We trap, mark and follow individuals throughout their lives. This permits us to quantify the group size as well as keep track of social interactions. From the set of social interactions, we calculate a series of social network statistics that describe how interactive and connected each individual is. For this study, Rachael Mady and I asked how a variety of these social network values were associated with how vigilant animals were while foraging. And, while animals live in different sized groups, they also could forage in differently-sized aggregations. Thus, we aimed to tease apart the value of social groups, foraging aggregation sizes, and the specific social relationships individuals had with others. We expected that if animals perceived greater safety, they would be less vigilant and hence could allocate more time to foraging. Thus, if any of the social network values were associated with reduced vigilance this would constitute evidence that social relationships were beneficial.
We found that females in larger social groups looked less, and we found that males in larger foraging aggregations looked less. This suggests that females perceived greater safety from social living — but the specific network statistics we quantified were not as important as simply living in larger social groups. And this is consistent with the female-centric nature of marmot social groups. Males, by contrast, only perceived increased security when they were foraging around others; social relationships were not as important for them as the potential benefits from greater detection or dilution when specifically exposed to risk.

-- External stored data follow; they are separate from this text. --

//! EPR service adapter transport
//!
//! The outbound pipeline talks to the adapter through [`EprTransport`] so
//! the ACK-correlation logic is testable without a network. The wired
//! implementation is a reqwest POST with a hard 15 second timeout.

use std::time::Duration;

use async_trait::async_trait;
use serde::{Deserialize, Serialize};
use thiserror::Error;

/// Request body for `POST {EPR_BASE}/epr/v1/hl7_message`
#[derive(Debug, Clone, Serialize)]
pub struct EprRequest {
    #[serde(rename = "type")]
    pub message_type: String,
    pub body: String,
}

impl EprRequest {
    /// An HL7 v2 payload, already base64 encoded
    pub fn hl7v2(body_b64: String) -> Self {
        Self {
            message_type: "hl7v2".to_string(),
            body: body_b64,
        }
    }
}

/// Response body from the adapter; `body` carries the base64 ACK
#[derive(Debug, Clone, Default, Deserialize)]
pub struct EprResponse {
    #[serde(default)]
    pub body: Option<String>,
}

#[derive(Error, Debug)]
pub enum TransportError {
    /// Connection failure or timeout; the message stays unprocessed and is
    /// eligible for an external re-drive
    #[error("EPR service adapter unavailable: {0}")]
    Unavailable(String),

    /// The adapter answered with a non-2xx status
    #[error("EPR service adapter returned HTTP {0}")]
    Status(u16),

    /// The adapter answered 2xx but the body was not parseable
    #[error("EPR service adapter response malformed: {0}")]
    Malformed(String),
}

/// Transport to the EPR service adapter
#[async_trait]
pub trait EprTransport: Send + Sync {
    async fn post_hl7_message(
        &self,
        url: &str,
        headers: &[(String, String)],
        request: &EprRequest,
    ) -> Result<EprResponse, TransportError>;
}

/// reqwest-backed transport with the adapter's 15 second timeout
pub struct ReqwestEprTransport {
    http: reqwest::Client,
}

impl ReqwestEprTransport {
    pub fn new() -> Result<Self, TransportError> {
        let http = reqwest::Client::builder()
            .timeout(Duration::from_secs(15))
            .build()
            .map_err(|e| TransportError::Unavailable(e.to_string()))?;
        Ok(Self { http })
    }
}

#[async_trait]
impl EprTransport for ReqwestEprTransport {
    async fn post_hl7_message(
        &self,
        url: &str,
        headers: &[(String, String)],
        request: &EprRequest,
    ) -> Result<EprResponse, TransportError> {
        let mut builder = self.http.post(url).json(request);
        for (name, value) in headers {
            builder = builder.header(name, value);
        }

        let response = builder.send().await.map_err(|e| {
            if e.is_timeout() || e.is_connect() {
                TransportError::Unavailable(e.to_string())
            } else {
                TransportError::Malformed(e.to_string())
            }
        })?;

        let status = response.status();
        if !status.is_success() {
            return Err(TransportError::Status(status.as_u16()));
        }

        response
            .json::<EprResponse>()
            .await
            .map_err(|e| TransportError::Malformed(e.to_string()))
    }
}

These results can be contrasted with other studies from our lab that have shown, in other situations, specific social network statistics are associated with vulnerability or security. For instance, more socially connected marmots are less likely to emit alarm calls than more socially isolated marmots. Clearly, more work is needed to better understand the adaptive value of social relationships, but, taken together, our work is slowly revealing the complex ways that benefits from living in groups plays out in a risky world.
These findings are described in the article entitled Social security: are socially connected individuals less vigilant? recently published in the journal Animal Behaviour. This work was conducted by Rachael P. Mady from Towson University and The Rocky Mountain Biological Laboratory and Daniel T. Blumstein, who runs the marmots of RMBL project from The Rocky Mountain Biological Laboratory and the University of California Los Angeles.